Stored data:
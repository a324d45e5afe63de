//! The workout store: sole owner of the state graph.
//!
//! One [`WorkoutStore`] is built per session around an injected
//! [`KeyValueStore`] and [`Clock`]. Every mutation runs to completion on
//! `&mut self`, then the whole state is written back under one key.
//!
//! Mutations that target something that no longer exists are not errors:
//! they return [`Outcome::Ignored`] and leave the state untouched.
//! A failed write is reported as [`StoreError::PersistenceFailed`], but the
//! in-memory transition has already happened and stays authoritative.

mod catalog;
mod session;

use std::fmt;

use jiff::Timestamp;
use tracing::{debug, info, warn};

use crate::model::{Exercise, RootState, Workout};
use crate::schema::{self, Decoded};
use crate::storage::{KeyValueStore, StorageError};

/// The key the state lives under unless configured otherwise.
pub const DEFAULT_KEY: &str = "liftlog.state";

/// Suffix of the key an unreadable document is copied to before it is replaced.
const UNREADABLE_SUFFIX: &str = ".unreadable";

/// Errors surfaced by store mutations.
#[derive(Debug, thiserror::Error)]
pub enum StoreError {
    #[error("invalid argument: {0}")]
    InvalidArgument(String),

    /// The change was applied in memory but could not be written.
    #[error("changes are not saved: {0}")]
    PersistenceFailed(#[source] StorageError),
}

pub type Result<T> = core::result::Result<T, StoreError>;

/// What a mutation did.
#[derive(Debug, Clone, Copy, PartialEq, Eq)]
#[must_use]
pub enum Outcome {
    Applied,
    Ignored(Ignored),
}

/// Why a mutation left the state untouched.
#[derive(Debug, Clone, Copy, PartialEq, Eq)]
pub enum Ignored {
    NoActiveWorkout,
    LogNotFound,
    SetNotFound,
    ExerciseNotFound,
}

impl fmt::Display for Ignored {
    fn fmt(&self, f: &mut fmt::Formatter<'_>) -> fmt::Result {
        f.write_str(match self {
            Ignored::NoActiveWorkout => "no active workout",
            Ignored::LogNotFound => "exercise log not found in the active workout",
            Ignored::SetNotFound => "set not found",
            Ignored::ExerciseNotFound => "exercise not found in the catalog",
        })
    }
}

/// Source of "now".
pub trait Clock {
    fn now(&self) -> Timestamp;
}

/// Wall-clock time.
#[derive(Debug, Clone, Copy, Default)]
pub struct SystemClock;

impl Clock for SystemClock {
    fn now(&self) -> Timestamp {
        Timestamp::now()
    }
}

/// Owns the state and writes it through to a key-value backend.
pub struct WorkoutStore<S> {
    backend: S,
    key: String,
    clock: Box<dyn Clock>,
    state: RootState,
    dirty: bool,
}

impl<S: KeyValueStore> WorkoutStore<S> {
    /// Loads the state stored under `key`, using the system clock.
    ///
    /// See [`WorkoutStore::open_with_clock`].
    pub fn open(backend: S, key: impl Into<String>) -> core::result::Result<Self, StorageError> {
        Self::open_with_clock(backend, key, Box::new(SystemClock))
    }

    /// Loads the state stored under `key`.
    ///
    /// - Nothing stored: starts from [`RootState::default`] and writes it.
    /// - Older schema: migrates, then writes the migrated document back.
    /// - Unreadable document: copies it to `<key>.unreadable` and starts
    ///   from the default state.
    ///
    /// Only a failure to read from the backend is an error. A failed
    /// write-back leaves the store dirty; see [`WorkoutStore::flush`].
    pub fn open_with_clock(
        mut backend: S,
        key: impl Into<String>,
        clock: Box<dyn Clock>,
    ) -> core::result::Result<Self, StorageError> {
        let key = key.into();
        let (state, write_back) = load_state(&mut backend, &key)?;

        let mut store = Self {
            backend,
            key,
            clock,
            state,
            dirty: write_back,
        };
        if write_back && let Err(e) = store.persist() {
            warn!(error = %e, "could not write initial state");
        }
        Ok(store)
    }

    // ── Reads ──

    pub fn state(&self) -> &RootState {
        &self.state
    }

    pub fn exercises(&self) -> &[Exercise] {
        &self.state.exercises
    }

    /// Finished workouts, most recent first.
    pub fn history(&self) -> &[Workout] {
        &self.state.history
    }

    pub fn active_workout(&self) -> Option<&Workout> {
        self.state.active_workout.as_ref()
    }

    /// Up to `n` of the most recent finished workouts.
    pub fn recent_workouts(&self, n: usize) -> &[Workout] {
        &self.state.history[..n.min(self.state.history.len())]
    }

    /// The current time according to the store's clock.
    pub fn now(&self) -> Timestamp {
        self.clock.now()
    }

    // ── Persistence ──

    /// Whether the last write failed and the backend is behind memory.
    pub fn is_dirty(&self) -> bool {
        self.dirty
    }

    /// Retries writing the state if a previous write failed.
    pub fn flush(&mut self) -> Result<()> {
        if self.dirty {
            self.persist()?;
        }
        Ok(())
    }

    #[cfg(test)]
    pub fn backend(&self) -> &S {
        &self.backend
    }

    #[cfg(test)]
    pub fn backend_mut(&mut self) -> &mut S {
        &mut self.backend
    }

    /// Records the result of a mutation, writing the state if it changed.
    fn commit(&mut self, outcome: Outcome) -> Result<Outcome> {
        match outcome {
            Outcome::Applied => self.persist()?,
            Outcome::Ignored(reason) => info!(%reason, "command ignored"),
        }
        Ok(outcome)
    }

    fn persist(&mut self) -> Result<()> {
        let written = schema::encode(&self.state)
            .map_err(StorageError::from)
            .and_then(|doc| self.backend.put(&self.key, &doc));
        match written {
            Ok(()) => {
                self.dirty = false;
                debug!(key = %self.key, "state saved");
                Ok(())
            }
            Err(e) => {
                self.dirty = true;
                warn!(key = %self.key, error = %e, "state not saved");
                Err(StoreError::PersistenceFailed(e))
            }
        }
    }
}

/// Reads and decodes the stored state. The flag says whether it must be written back.
fn load_state<S: KeyValueStore>(
    backend: &mut S,
    key: &str,
) -> core::result::Result<(RootState, bool), StorageError> {
    let Some(raw) = backend.get(key)? else {
        info!(key, "no stored state, starting with the default catalog");
        return Ok((RootState::default(), true));
    };

    match schema::decode(&raw) {
        Ok(Decoded {
            state,
            migrated_from: None,
        }) => Ok((state, false)),
        Ok(Decoded {
            state,
            migrated_from: Some(from),
        }) => {
            info!(from, to = schema::CURRENT_VERSION, "migrated stored state");
            Ok((state, true))
        }
        Err(e) => {
            warn!(key, error = %e, "stored state is unreadable, starting from defaults");
            let backup = format!("{key}{UNREADABLE_SUFFIX}");
            match backend.put(&backup, &raw) {
                Ok(()) => {
                    warn!(backup = %backup, "unreadable state preserved");
                    Ok((RootState::default(), true))
                }
                Err(e) => {
                    // Without a copy, overwriting would destroy the only one.
                    warn!(error = %e, "could not preserve unreadable state");
                    Ok((RootState::default(), false))
                }
            }
        }
    }
}

#[cfg(test)]
pub(crate) mod test_support {
    use std::cell::Cell;

    use jiff::{SignedDuration, Timestamp};

    use super::{Clock, DEFAULT_KEY, WorkoutStore};
    use crate::storage::MemoryStore;

    /// A clock that advances one minute every time it is read.
    pub struct StepClock {
        next: Cell<Timestamp>,
    }

    impl StepClock {
        pub fn starting_at(seconds: i64) -> Self {
            Self {
                next: Cell::new(Timestamp::new(seconds, 0).unwrap()),
            }
        }
    }

    impl Clock for StepClock {
        fn now(&self) -> Timestamp {
            let now = self.next.get();
            self.next.set(now + SignedDuration::from_mins(1));
            now
        }
    }

    pub fn memory_store() -> WorkoutStore<MemoryStore> {
        WorkoutStore::open_with_clock(
            MemoryStore::new(),
            DEFAULT_KEY,
            Box::new(StepClock::starting_at(1_700_000_000)),
        )
        .unwrap()
    }
}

## ACTION ITEM
Print each line above exactly as it stands.

## TASK RESULT
repository a324d45e5afe63de
//! The workout store: sole owner of the state graph.
//!
//! One [`WorkoutStore`] is built per session around an injected
//! [`KeyValueStore`] and [`Clock`]. Every mutation runs to completion on
//! `&mut self`, then the whole state is written back under one key.
//!
//! Mutations that target something that no longer exists are not errors:
//! they return [`Outcome::Ignored`] and leave the state untouched.
//! A failed write is reported as [`StoreError::PersistenceFailed`], but the
//! in-memory transition has already happened and stays authoritative.

mod catalog;
mod session;

use std::fmt;

use jiff::Timestamp;
use tracing::{debug, info, warn};

use crate::model::{Exercise, RootState, Workout};
use crate::schema::{self, Decoded};
use crate::storage::{KeyValueStore, StorageError};

/// The key the state lives under unless configured otherwise.
pub const DEFAULT_KEY: &str = "liftlog.state";

/// Suffix of the key an unreadable document is copied to before it is replaced.
const UNREADABLE_SUFFIX: &str = ".unreadable";

/// Errors surfaced by store mutations.
#[derive(Debug, thiserror::Error)]
pub enum StoreError {
    #[error("invalid argument: {0}")]
    InvalidArgument(String),

    /// The change was applied in memory but could not be written.
    #[error("changes are not saved: {0}")]
    PersistenceFailed(#[source] StorageError),
}

pub type Result<T> = core::result::Result<T, StoreError>;

/// What a mutation did.
#[derive(Debug, Clone, Copy, PartialEq, Eq)]
#[must_use]
pub enum Outcome {
    Applied,
    Ignored(Ignored),
}

/// Why a mutation left the state untouched.
#[derive(Debug, Clone, Copy, PartialEq, Eq)]
pub enum Ignored {
    NoActiveWorkout,
    LogNotFound,
    SetNotFound,
    ExerciseNotFound,
}

impl fmt::Display for Ignored {
    fn fmt(&self, f: &mut fmt::Formatter<'_>) -> fmt::Result {
        f.write_str(match self {
            Ignored::NoActiveWorkout => "no active workout",
            Ignored::LogNotFound => "exercise log not found in the active workout",
            Ignored::SetNotFound => "set not found",
            Ignored::ExerciseNotFound => "exercise not found in the catalog",
        })
    }
}

/// Source of "now".
pub trait Clock {
    fn now(&self) -> Timestamp;
}

/// Wall-clock time.
#[derive(Debug, Clone, Copy, Default)]
pub struct SystemClock;

impl Clock for SystemClock {
    fn now(&self) -> Timestamp {
        Timestamp::now()
    }
}

/// Owns the state and writes it through to a key-value backend.
pub struct WorkoutStore<S> {
    backend: S,
    key: String,
    clock: Box<dyn Clock>,
    state: RootState,
    dirty: bool,
}

impl<S: KeyValueStore> WorkoutStore<S> {
    /// Loads the state stored under `key`, using the system clock.
    ///
    /// See [`WorkoutStore::open_with_clock`].
    pub fn open(backend: S, key: impl Into<String>) -> core::result::Result<Self, StorageError> {
        Self::open_with_clock(backend, key, Box::new(SystemClock))
    }

    /// Loads the state stored under `key`.
    ///
    /// - Nothing stored: starts from [`RootState::default`] and writes it.
    /// - Older schema: migrates, then writes the migrated document back.
    /// - Unreadable document: copies it to `<key>.unreadable` and starts
    ///   from the default state.
    ///
    /// Only a failure to read from the backend is an error. A failed
    /// write-back leaves the store dirty; see [`WorkoutStore::flush`].
    pub fn open_with_clock(
        mut backend: S,
        key: impl Into<String>,
        clock: Box<dyn Clock>,
    ) -> core::result::Result<Self, StorageError> {
        let key = key.into();
        let (state, write_back) = load_state(&mut backend, &key)?;

        let mut store = Self {
            backend,
            key,
            clock,
            state,
            dirty: write_back,
        };
        if write_back && let Err(e) = store.persist() {
            warn!(error = %e, "could not write initial state");
        }
        Ok(store)
    }

    // ── Reads ──

    pub fn state(&self) -> &RootState {
        &self.state
    }

    pub fn exercises(&self) -> &[Exercise] {
        &self.state.exercises
    }

    /// Finished workouts, most recent first.
    pub fn history(&self) -> &[Workout] {
        &self.state.history
    }

    pub fn active_workout(&self) -> Option<&Workout> {
        self.state.active_workout.as_ref()
    }

    /// Up to `n` of the most recent finished workouts.
    pub fn recent_workouts(&self, n: usize) -> &[Workout] {
        &self.state.history[..n.min(self.state.history.len())]
    }

    /// The current time according to the store's clock.
    pub fn now(&self) -> Timestamp {
        self.clock.now()
    }

    // ── Persistence ──

    /// Whether the last write failed and the backend is behind memory.
    pub fn is_dirty(&self) -> bool {
        self.dirty
    }

    /// Retries writing the state if a previous write failed.
    pub fn flush(&mut self) -> Result<()> {
        if self.dirty {
            self.persist()?;
        }
        Ok(())
    }

    #[cfg(test)]
    pub fn backend(&self) -> &S {
        &self.backend
    }

    #[cfg(test)]
    pub fn backend_mut(&mut self) -> &mut S {
        &mut self.backend
    }

    /// Records the result of a mutation, writing the state if it changed.
    fn commit(&mut self, outcome: Outcome) -> Result<Outcome> {
        match outcome {
            Outcome::Applied => self.persist()?,
            Outcome::Ignored(reason) => info!(%reason, "command ignored"),
        }
        Ok(outcome)
    }

    fn persist(&mut self) -> Result<()> {
        let written = schema::encode(&self.state)
            .map_err(StorageError::from)
            .and_then(|doc| self.backend.put(&self.key, &doc));
        match written {
            Ok(()) => {
                self.dirty = false;
                debug!(key = %self.key, "state saved");
                Ok(())
            }
            Err(e) => {
                self.dirty = true;
                warn!(key = %self.key, error = %e, "state not saved");
                Err(StoreError::PersistenceFailed(e))
            }
        }
    }
}

/// Reads and decodes the stored state. The flag says whether it must be written back.
fn load_state<S: KeyValueStore>(
    backend: &mut S,
    key: &str,
) -> core::result::Result<(RootState, bool), StorageError> {
    let Some(raw) = backend.get(key)? else {
        info!(key, "no stored state, starting with the default catalog");
        return Ok((RootState::default(), true));
    };

    match schema::decode(&raw) {
        Ok(Decoded {
            state,
            migrated_from: None,
        }) => Ok((state, false)),
        Ok(Decoded {
            state,
            migrated_from: Some(from),
        }) => {
            info!(from, to = schema::CURRENT_VERSION, "migrated stored state");
            Ok((state, true))
        }
        Err(e) => {
            warn!(key, error = %e, "stored state is unreadable, starting from defaults");
            let backup = format!("{key}{UNREADABLE_SUFFIX}");
            match backend.put(&backup, &raw) {
                Ok(()) => {
                    warn!(backup = %backup, "unreadable state preserved");
                    Ok((RootState::default(), true))
                }
                Err(e) => {
                    // Without a copy, overwriting would destroy the only one.
                    warn!(error = %e, "could not preserve unreadable state");
                    Ok((RootState::default(), false))
                }
            }
        }
    }
}

#[cfg(test)]
pub(crate) mod test_support {
    use std::cell::Cell;

    use jiff::{SignedDuration, Timestamp};

    use super::{Clock, DEFAULT_KEY, WorkoutStore};
    use crate::storage::MemoryStore;

    /// A clock that advances one minute every time it is read.
    pub struct StepClock {
        next: Cell<Timestamp>,
    }

    impl StepClock {
        pub fn starting_at(seconds: i64) -> Self {
            Self {
                next: Cell::new(Timestamp::new(seconds, 0).unwrap()),
            }
        }
    }

    impl Clock for StepClock {
        fn now(&self) -> Timestamp {
            let now = self.next.get();
            self.next.set(now + SignedDuration::from_mins(1));
            now
        }
    }

    pub fn memory_store() -> WorkoutStore<MemoryStore> {
        WorkoutStore::open_with_clock(
            MemoryStore::new(),
            DEFAULT_KEY,
            Box::new(StepClock::starting_at(1_700_000_000)),
        )
        .unwrap()
    }
}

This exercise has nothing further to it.